Welcome to medicine. Issues are not black and white and people aren't necessarily consistent within themselves. Your knowledge and opinions will change as you grow and gain experience. I think it is great that you enter into controversial discussions. Keep up the good work.
Though you chose to treat them as the same intervention in your post, CPR and intubation are different.
While full CPR (chest compressions, medications, and/or defibrillation) is usually not indicated in an end stage patient,
intubation, Foley catheterization, antibiotics, IVF, nutritional support, and any number of other life-prolonging interventions may be indicated. It's lumping other interventions in with DNR orders which makes patients receive substandard care when compared to "full code" patients.
Thank you, but I am quite familiar with the nature and patterns of COPD.As to COPD, yes it is a chronic and progressive disease, with poor prognosis at the end stages. It is also a disease of exacerbative episodes. Many patients will require intubation during their course.
Many patients, even stage IV patients, can then be weaned from that ventilator following appropriate steroids, bronchodilators, and pulmonary toilet.
Am I saying their pulmonary function returns to baseline? No. I am saying that the intervention can frequently prolong life, including ventilator-free life. Did I say a ventilator is comfortable and pain free? No. I said that comfort can be maximized, and in many cases patients can be made relatively comfortable and anxiety free and can be eased in and out of sedation to interact with family members. I've even seen a patient on vent watching a movie with his wife and writing notes to her on a pad.
I wasn't questioning the "significant degree of authority" which your 5 years of nursing experience gives you, I was simply stating that maybe you haven't seen it done well. It's not a knock on you or your experience. Not many docs do it well, and I've certainly seen comfort management done poorly many (if not most) times.

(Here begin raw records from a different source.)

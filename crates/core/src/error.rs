use thiserror::Error;

pub type CadenceResult<T> = Result<T, CadenceError>;

#[derive(Error, Debug)]
pub enum CadenceError {
    #[error("Not found: {0}")]
    NotFound(String),

    #[error("Validation error: {0}")]
    Validation(String),

    #[error("Configuration error: {0}")]
    Config(String),

    #[error("Store error: {0}")]
    Store(String),

    #[error("Serialization error: {0}")]
    Serialization(#[from] serde_json::Error),

    #[error("Internal error: {0}")]
    Internal(#[from] anyhow::Error),
}

impl CadenceError {
    /// True for conditions the caller caused (bad id, bad input) as opposed
    /// to faults inside the engine or its store.
    pub fn is_client_error(&self) -> bool {
        matches!(self, Self::NotFound(_) | Self::Validation(_))
    }
}
//! Literal placeholder substitution for sequence email copy.
//!
//! Substitution is exact token replacement, not templating — no
//! conditionals, loops, or escaping. Rendering is pure: the same pattern
//! and context always produce the same output.

use serde::{Deserialize, Serialize};

use cadence_core::types::Lead;

pub const FIRST_NAME_TOKEN: &str = "{first_name}";
pub const COMPANY_NAME_TOKEN: &str = "{company_name}";

/// Filler used when a lead has no first name.
pub const FIRST_NAME_FALLBACK: &str = "there";
/// Filler used when a lead has no company.
pub const COMPANY_NAME_FALLBACK: &str = "our company";

/// The token values available to a pattern.
#[derive(Debug, Clone, Default, Serialize, Deserialize)]
pub struct RenderContext {
    pub first_name: Option<String>,
    pub company_name: Option<String>,
}

impl RenderContext {
    pub fn from_lead(lead: &Lead) -> Self {
        Self {
            first_name: lead.first_name.clone(),
            company_name: lead.company_name.clone(),
        }
    }
}

/// Replace the supported tokens in `pattern`, falling back to generic
/// filler for missing or blank context values.
pub fn render(pattern: &str, ctx: &RenderContext) -> String {
    let first_name = ctx
        .first_name
        .as_deref()
        .map(str::trim)
        .filter(|s| !s.is_empty())
        .unwrap_or(FIRST_NAME_FALLBACK);
    let company_name = ctx
        .company_name
        .as_deref()
        .map(str::trim)
        .filter(|s| !s.is_empty())
        .unwrap_or(COMPANY_NAME_FALLBACK);

    pattern
        .replace(FIRST_NAME_TOKEN, first_name)
        .replace(COMPANY_NAME_TOKEN, company_name)
}

#[cfg(test)]
mod tests {
    use super::*;

    fn ctx(first: Option<&str>, company: Option<&str>) -> RenderContext {
        RenderContext {
            first_name: first.map(str::to_string),
            company_name: company.map(str::to_string),
        }
    }

    #[test]
    fn test_substitutes_tokens() {
        let out = render(
            "Hi {first_name}, how are things at {company_name}?",
            &ctx(Some("Ava"), Some("Northwind")),
        );
        assert_eq!(out, "Hi Ava, how are things at Northwind?");
    }

    #[test]
    fn test_missing_values_fall_back() {
        let out = render(
            "Hi {first_name} from {company_name}",
            &ctx(None, None),
        );
        assert_eq!(out, "Hi there from our company");

        // Blank values are treated as missing too.
        let out = render("Hi {first_name}", &ctx(Some("   "), None));
        assert_eq!(out, "Hi there");
    }

    #[test]
    fn test_repeated_tokens() {
        let out = render(
            "{first_name}, {first_name}!",
            &ctx(Some("Ben"), None),
        );
        assert_eq!(out, "Ben, Ben!");
    }

    #[test]
    fn test_pure_and_idempotent() {
        let context = ctx(Some("Carol"), Some("Contoso"));
        let once = render("Hello {first_name} at {company_name}", &context);
        let twice = render("Hello {first_name} at {company_name}", &context);
        assert_eq!(once, twice);

        // Output with no remaining tokens renders to itself.
        assert_eq!(render(&once, &context), once);
    }

    #[test]
    fn test_unknown_tokens_left_alone() {
        let out = render("Hi {last_name}", &ctx(Some("Dan"), None));
        assert_eq!(out, "Hi {last_name}");
    }
}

Finally, why don't you tone down the condescension a bit? You criticize me for being "presumptuous" of others' experience, and then you pompously (and incorrectly) define my experience as limited to 3 years of medical school and inferior to your own. I have all the respect in the world for nurses, but being on the medical team is pretty different than being on the nursing team. And I imagine you know this, or you wouldn't be looking to change careers.
By the way, not allowing children under 12 in to see a dying loved one isn't exactly at the cutting edge of palliative medicine. Forward thinking hospitals are getting a lot more flexible with visitation regulations, especially for dying patients.